The strategy will offer differentiated vehicles and will include changes to Ford’s vehicle portfolio, expanding offerings and volumes in its most profitable growth vehicle segments, while improving or exiting less profitable vehicle lines and addressing underperforming markets.
“We are taking decisive action to transform the Ford business in Europe,” said Steven Armstrong, group vice president and president, Europe, Middle East and Africa. “We will invest in the vehicles, services, segments and markets that best support a long-term sustainably profitable business, creating value for all our stakeholders and delivering emotive vehicles to our customers.”
Ford aims to achieve the labor cost reductions, as far as possible, through voluntary employee separations in Europe.
Ford’s new operating model is establishing three customer-focused business groups in Europe – Commercial Vehicles, Passenger Vehicles, and Imports – each with clearly defined aspirations and dedicated organizations.

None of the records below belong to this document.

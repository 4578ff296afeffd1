//! In-memory collaborators: a mesh of managers wired through a loopback
//! transport, a hash-map data store, and a counting log. Used by this
//! crate's tests; useful for embedding experiments.

use crate::config::ManagerConfig;
use crate::driver::{PhaseDriver, ProtocolDriver};
use crate::error::Result;
use crate::manager::Manager;
use crate::scope::Scope;
use crate::store::{DataStore, LogStore};
use crate::topology::Topology;
use crate::transport::Transport;
use crate::types::{Instance, InstanceId, Instruction, NodeId, Request, Response};

use std::collections::HashMap;
use std::sync::atomic::{AtomicU64, AtomicUsize, Ordering::*};
use std::sync::Arc;

use anyhow::bail;
use async_trait::async_trait;
use bytes::Bytes;
use dashmap::{DashMap, DashSet};
use parking_lot::Mutex;

/// Key/value store over a hash map. `SET key value` writes, `GET key` reads;
/// values travel as raw bytes.
pub struct MemStore {
    values: Mutex<HashMap<String, String>>,
    applied: Mutex<Vec<Instruction>>,
}

impl MemStore {
    #[must_use]
    pub fn new() -> Self {
        Self { values: Mutex::new(HashMap::new()), applied: Mutex::new(Vec::new()) }
    }

    #[must_use]
    pub fn value_of(&self, key: &str) -> Option<String> {
        self.values.lock().get(key).cloned()
    }

    #[must_use]
    pub fn applied_count(&self) -> usize {
        self.applied.lock().len()
    }
}

impl Default for MemStore {
    fn default() -> Self {
        Self::new()
    }
}

#[async_trait]
impl DataStore for MemStore {
    type Value = Bytes;

    async fn apply(&self, instruction: &Instruction) -> anyhow::Result<Bytes> {
        let value = match instruction.cmd.to_ascii_uppercase().as_str() {
            "SET" => {
                let Some(arg) = instruction.args.first() else {
                    bail!("SET requires a value argument");
                };
                self.values.lock().insert(instruction.key.clone(), arg.clone());
                Bytes::from(arg.clone().into_bytes())
            }
            "GET" => {
                let current = self.values.lock().get(&instruction.key).cloned();
                Bytes::from(current.unwrap_or_default().into_bytes())
            }
            other => bail!("unsupported instruction {other}"),
        };
        self.applied.lock().push(instruction.clone());
        Ok(value)
    }

    fn is_read_only(&self, instruction: &Instruction) -> bool {
        instruction.cmd.eq_ignore_ascii_case("GET")
    }
}

/// A log that records the persistence barrier without a disk.
pub struct MemLog {
    persists: AtomicU64,
    last_image: Mutex<Option<Bytes>>,
}

impl MemLog {
    #[must_use]
    pub fn new() -> Self {
        Self { persists: AtomicU64::new(0), last_image: Mutex::new(None) }
    }

    #[must_use]
    pub fn persist_count(&self) -> u64 {
        self.persists.load(SeqCst)
    }

    #[must_use]
    pub fn last_image(&self) -> Option<Bytes> {
        self.last_image.lock().clone()
    }
}

impl Default for MemLog {
    fn default() -> Self {
        Self::new()
    }
}

#[async_trait]
impl LogStore for MemLog {
    async fn persist(&self, _scope: &str, state: Bytes) -> anyhow::Result<()> {
        self.persists.fetch_add(1, SeqCst);
        *self.last_image.lock() = Some(state);
        Ok(())
    }
}

/// A fixed replica set shared by every scope.
pub struct StaticTopology {
    local: NodeId,
    replicas: Vec<NodeId>,
}

impl StaticTopology {
    #[must_use]
    pub fn new(local: NodeId, replicas: Vec<NodeId>) -> Self {
        Self { local, replicas }
    }
}

impl Topology for StaticTopology {
    fn local_id(&self) -> NodeId {
        self.local
    }

    fn replicas_for(&self, _scope: &str) -> Vec<NodeId> {
        self.replicas.clone()
    }
}

#[derive(Default)]
struct MeshInner {
    managers: DashMap<NodeId, Arc<Manager<MemStore>>>,
    partitioned: DashSet<NodeId>,
}

/// Loopback transport: a send is a direct call into the target manager's
/// handler, unless either side is partitioned.
pub struct MeshTransport {
    inner: Arc<MeshInner>,
    origin: NodeId,
}

#[async_trait]
impl Transport for MeshTransport {
    async fn send(&self, target: NodeId, request: Request) -> anyhow::Result<Response> {
        if self.inner.partitioned.contains(&self.origin) {
            bail!("node {} is partitioned", self.origin);
        }
        if self.inner.partitioned.contains(&target) {
            bail!("node {target} is partitioned");
        }
        let manager = match self.inner.managers.get(&target) {
            Some(entry) => Arc::clone(&entry),
            None => bail!("unknown node {target}"),
        };
        manager.handle_request(request).await.map_err(anyhow::Error::from)
    }
}

/// An in-process cluster of managers.
pub struct Mesh {
    inner: Arc<MeshInner>,
    pub nodes: Vec<NodeId>,
    stores: HashMap<NodeId, Arc<MemStore>>,
    logs: HashMap<NodeId, Arc<MemLog>>,
}

impl Mesh {
    #[must_use]
    pub fn new(size: usize, config: ManagerConfig) -> Self {
        Self::with_drivers(size, config, |_| Arc::new(ProtocolDriver))
    }

    /// Builds a mesh where node `i` runs the driver produced by
    /// `driver_for(i)`.
    #[must_use]
    pub fn with_drivers(
        size: usize,
        config: ManagerConfig,
        driver_for: impl Fn(usize) -> Arc<dyn PhaseDriver<MemStore>>,
    ) -> Self {
        let nodes: Vec<NodeId> = (0..size).map(|_| NodeId::random()).collect();
        let inner = Arc::new(MeshInner::default());
        let mut stores = HashMap::new();
        let mut logs = HashMap::new();

        for (i, &node) in nodes.iter().enumerate() {
            let topology = Arc::new(StaticTopology::new(node, nodes.clone()));
            let transport = Arc::new(MeshTransport { inner: Arc::clone(&inner), origin: node });
            let store = Arc::new(MemStore::new());
            let log = Arc::new(MemLog::new());
            let manager = Arc::new(Manager::with_driver(
                config.clone(),
                topology,
                transport,
                Arc::clone(&log) as Arc<dyn LogStore>,
                Arc::clone(&store),
                driver_for(i),
            ));
            let _ = inner.managers.insert(node, manager);
            let _ = stores.insert(node, store);
            let _ = logs.insert(node, log);
        }

        Self { inner, nodes, stores, logs }
    }

    #[must_use]
    pub fn manager(&self, node: NodeId) -> Arc<Manager<MemStore>> {
        Arc::clone(&self.inner.managers.get(&node).expect("node exists"))
    }

    #[must_use]
    pub fn store(&self, node: NodeId) -> Arc<MemStore> {
        Arc::clone(&self.stores[&node])
    }

    #[must_use]
    pub fn log(&self, node: NodeId) -> Arc<MemLog> {
        Arc::clone(&self.logs[&node])
    }

    /// Cuts the node off: sends from and to it fail until healed.
    pub fn partition(&self, node: NodeId) {
        let _ = self.inner.partitioned.insert(node);
    }

    pub fn heal(&self, node: NodeId) {
        let _ = self.inner.partitioned.remove(&node);
    }
}

/// Counts phase invocations, delegating to the production driver.
pub struct RecordingDriver {
    pub pre_accepts: AtomicUsize,
    pub accepts: AtomicUsize,
    pub commits: AtomicUsize,
    pub prepares: AtomicUsize,
}

impl RecordingDriver {
    #[must_use]
    pub fn new() -> Self {
        Self {
            pre_accepts: AtomicUsize::new(0),
            accepts: AtomicUsize::new(0),
            commits: AtomicUsize::new(0),
            prepares: AtomicUsize::new(0),
        }
    }
}

impl Default for RecordingDriver {
    fn default() -> Self {
        Self::new()
    }
}

#[async_trait]
impl<S: DataStore> PhaseDriver<S> for RecordingDriver {
    async fn pre_accept_phase(&self, scope: &Scope<S>, proposal: Instance) -> Result<bool> {
        self.pre_accepts.fetch_add(1, SeqCst);
        ProtocolDriver.pre_accept_phase(scope, proposal).await
    }

    async fn accept_phase(&self, scope: &Scope<S>, proposal: Instance) -> Result<()> {
        self.accepts.fetch_add(1, SeqCst);
        ProtocolDriver.accept_phase(scope, proposal).await
    }

    async fn commit_phase(&self, scope: &Scope<S>, proposal: Instance) -> Result<()> {
        self.commits.fetch_add(1, SeqCst);
        ProtocolDriver.commit_phase(scope, proposal).await
    }

    async fn prepare_phase(&self, scope: &Scope<S>, id: InstanceId) -> Result<()> {
        self.prepares.fetch_add(1, SeqCst);
        ProtocolDriver.prepare_phase(scope, id).await
    }
}

/// Runs the protocol up to and including PreAccept, then fails: simulates a
/// coordinator crashing between PreAccept and Accept/Commit.
pub struct HaltAfterPreAcceptDriver;

#[async_trait]
impl<S: DataStore> PhaseDriver<S> for HaltAfterPreAcceptDriver {
    async fn pre_accept_phase(&self, scope: &Scope<S>, proposal: Instance) -> Result<bool> {
        ProtocolDriver.pre_accept_phase(scope, proposal).await
    }

    async fn accept_phase(&self, _scope: &Scope<S>, _proposal: Instance) -> Result<()> {
        Err(anyhow::anyhow!("coordinator crashed before accept").into())
    }

    async fn commit_phase(&self, _scope: &Scope<S>, _proposal: Instance) -> Result<()> {
        Err(anyhow::anyhow!("coordinator crashed before commit").into())
    }

    async fn prepare_phase(&self, scope: &Scope<S>, id: InstanceId) -> Result<()> {
        ProtocolDriver.prepare_phase(scope, id).await
    }
}

/// One instruction writing `value` under `key`.
#[must_use]
pub fn test_instruction(key: &str, value: u64) -> Instruction {
    Instruction::new("SET", key, vec![value.to_string()], 0)
}

/// A scope on a single-node cluster: quorum of one, no network round trips.
pub async fn solo_scope() -> Arc<Scope<MemStore>> {
    let (scope, _) = mesh_scope(1).await;
    scope
}

/// A scope on the first node of a fresh `size`-node mesh, plus the node ids.
pub async fn mesh_scope(size: usize) -> (Arc<Scope<MemStore>>, Vec<NodeId>) {
    let mesh = Mesh::new(size, ManagerConfig::fast());
    let scope = mesh.manager(mesh.nodes[0]).scope("test");
    (scope, mesh.nodes.clone())
}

Ford of Europe is targeting a 6 percent EBIT margin longer term, with returns in excess of the cost of capital for each business group.
Every Ford nameplate from the all-new Ford Focus onwards will include an electrified option. This includes new nameplates and new versions of existing vehicles. From Fiesta to Transit, either a mild-hybrid, full-hybrid, plug-in hybrid or full battery electric option will be offered, delivering one of the most encompassing line-ups of electrified options for European customers.
A niche portfolio of imported iconic nameplates for Europe that builds on the heritage of the Ford brand will include Mustang, Edge, and another SUV to be revealed in April, along with an all-new Mustang-inspired full-electric performance utility in 2020.